La distancia también cura
No viven juntas desde hace tres años; después del diagnóstico Paula fue trasladada a una fundación en Palmira. A las pocas semanas de su ausencia, Belén notó que sus días se hicieron más sencillos; aunque se dedicaba a la cocina desde las 5:00 am, le sobraba tiempo para leer, jugar con los niños, para pensar en Carmen, su mamá, en los años de silencio, y en la idea de buscarla. En las tardes suele hacer un ejercicio que aprendió durante la visita de una doctora a la fundación: consiste en acostarse con los brazos y las piernas extendidos, cerrar los ojos, pensar en algo agradable y respirar profundo, con ritmo; ¿en qué piensa Belén cuando se tumba en forma de estrella sobre el suelo? Casi siempre en el futuro, en el mejor futuro posible.

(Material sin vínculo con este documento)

//! Tests for show-config and completions

use crate::common::create_test_services;
use clap_complete::Shell;
use nrt_ingest::cli::commands::completions::write_completions;
use nrt_ingest::cli::commands::config::{execute, ConfigArgs};
use nrt_ingest::cli::OutputFormat;
use nrt_ingest::core::xdg::XdgDirs;

#[tokio::test]
async fn test_show_config_formats() {
    let (services, _temp) = create_test_services();
    let xdg = XdgDirs::new();

    for (all, format) in [
        (false, OutputFormat::Human),
        (true, OutputFormat::Human),
        (true, OutputFormat::Json),
    ] {
        let result = execute(ConfigArgs { all }, &services, &xdg, format).await;
        assert!(result.is_ok(), "show-config should succeed: {:?}", result.err());
    }
}

#[test]
fn test_completions_mention_subcommands() {
    let mut out = Vec::new();
    write_completions(Shell::Bash, &mut out);
    let script = String::from_utf8(out).unwrap();

    assert!(script.contains("nrt-ingest"));
    assert!(script.contains("ingest"));
    assert!(script.contains("show-config"));
}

-¿Le gustaría vivir de nuevo con ella?
-Sí, claro, pero de manera diferente
Reconoce que fue excesiva con los golpes, y no se siente orgullosa de ello. Mientras tanto, ha comenzado a reconstruir el amor hacia Paula desde la distancia. Paradójicamente, sin la necesidad imperante de controlarla, pudo estudiar y comprender poco a poco el impacto de la esquizofrenia en la vida de su hija. Ahora, en una etapa de visitas restringidas, la llama casi todos los días y le habla con ternura, aunque la niña nunca rompa el silencio al otro lado de la línea.